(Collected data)

/---

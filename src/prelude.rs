//! Convenience re-exports for common types.
//!
//! The prelude provides a single import to bring all commonly used items
//! into scope:
//!
//! ```rust
//! use pairswap_sdk::prelude::*;
//! ```

pub use crate::config::{ChainConfig, ChainRegistry};
pub use crate::domain::{
    ChainId, Currency, CurrencyAmount, CurrencyLike, Decimals, Fraction, NativeCurrency, Price,
    Rounding, Token, TokenAmount,
};
pub use crate::error::{Result, SdkError};
pub use crate::pools::Pair;
//! Bit-width validation for on-chain integer types.
//!
//! Token decimals are `uint8` and every reserve or amount is `uint256` on
//! chain, so values crossing into the SDK are checked against those widths
//! before they are stored.

use num_bigint::{BigInt, BigUint, Sign};
use num_traits::One;
use once_cell::sync::Lazy;

use crate::error::{Result, SdkError};

static UINT8_MAX: Lazy<BigUint> = Lazy::new(|| max_for_bits(8));
static UINT256_MAX: Lazy<BigUint> = Lazy::new(|| max_for_bits(256));

fn max_for_bits(bits: u32) -> BigUint {
    (BigUint::one() << bits) - BigUint::one()
}

/// Solidity integer types the SDK validates against.
#[derive(Debug, Clone, Copy, PartialEq, Eq, Hash)]
pub enum SolidityType {
    /// `uint8`, used for token decimals.
    Uint8,
    /// `uint256`, used for reserves and amounts.
    Uint256,
}

impl SolidityType {
    /// Bit width of the type.
    #[must_use]
    pub const fn bits(&self) -> u32 {
        match self {
            Self::Uint8 => 8,
            Self::Uint256 => 256,
        }
    }

    /// Largest representable value, `2^bits - 1`.
    #[must_use]
    pub fn maximum(&self) -> &'static BigUint {
        match self {
            Self::Uint8 => Lazy::force(&UINT8_MAX),
            Self::Uint256 => Lazy::force(&UINT256_MAX),
        }
    }
}

/// Checks that `value` lies in `0..=2^bit_width - 1`.
///
/// # Errors
///
/// Returns [`SdkError::OutOfRange`] if `value` is negative or too large.
///
/// # Examples
///
/// ```
/// use num_bigint::BigInt;
/// use pairswap_sdk::math::validate_amount_fits;
///
/// assert!(validate_amount_fits(&BigInt::from(255), 8).is_ok());
/// assert!(validate_amount_fits(&BigInt::from(256), 8).is_err());
/// assert!(validate_amount_fits(&BigInt::from(-1), 8).is_err());
/// ```
pub fn validate_amount_fits(value: &BigInt, bit_width: u32) -> Result<()> {
    let out_of_range = SdkError::OutOfRange { bits: bit_width };
    if value.sign() == Sign::Minus {
        return Err(out_of_range);
    }
    if value.magnitude().bits() > u64::from(bit_width) {
        return Err(out_of_range);
    }
    Ok(())
}

/// Checks an unsigned value against a [`SolidityType`].
///
/// # Errors
///
/// Returns [`SdkError::OutOfRange`] if `value` exceeds the type maximum.
pub fn validate_solidity_type_instance(value: &BigUint, solidity_type: SolidityType) -> Result<()> {
    if value > solidity_type.maximum() {
        return Err(SdkError::OutOfRange {
            bits: solidity_type.bits(),
        });
    }
    Ok(())
}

\---

- [Exercise directions]: For each line above that carries the word "from", copy it out.

- [Output below]:
/// assert!(validate_amount_fits(&BigInt::from(255), 8).is_ok());
/// assert!(validate_amount_fits(&BigInt::from(256), 8).is_err());
/// assert!(validate_amount_fits(&BigInt::from(-1), 8).is_err());
    if value.magnitude().bits() > u64::from(bit_width) {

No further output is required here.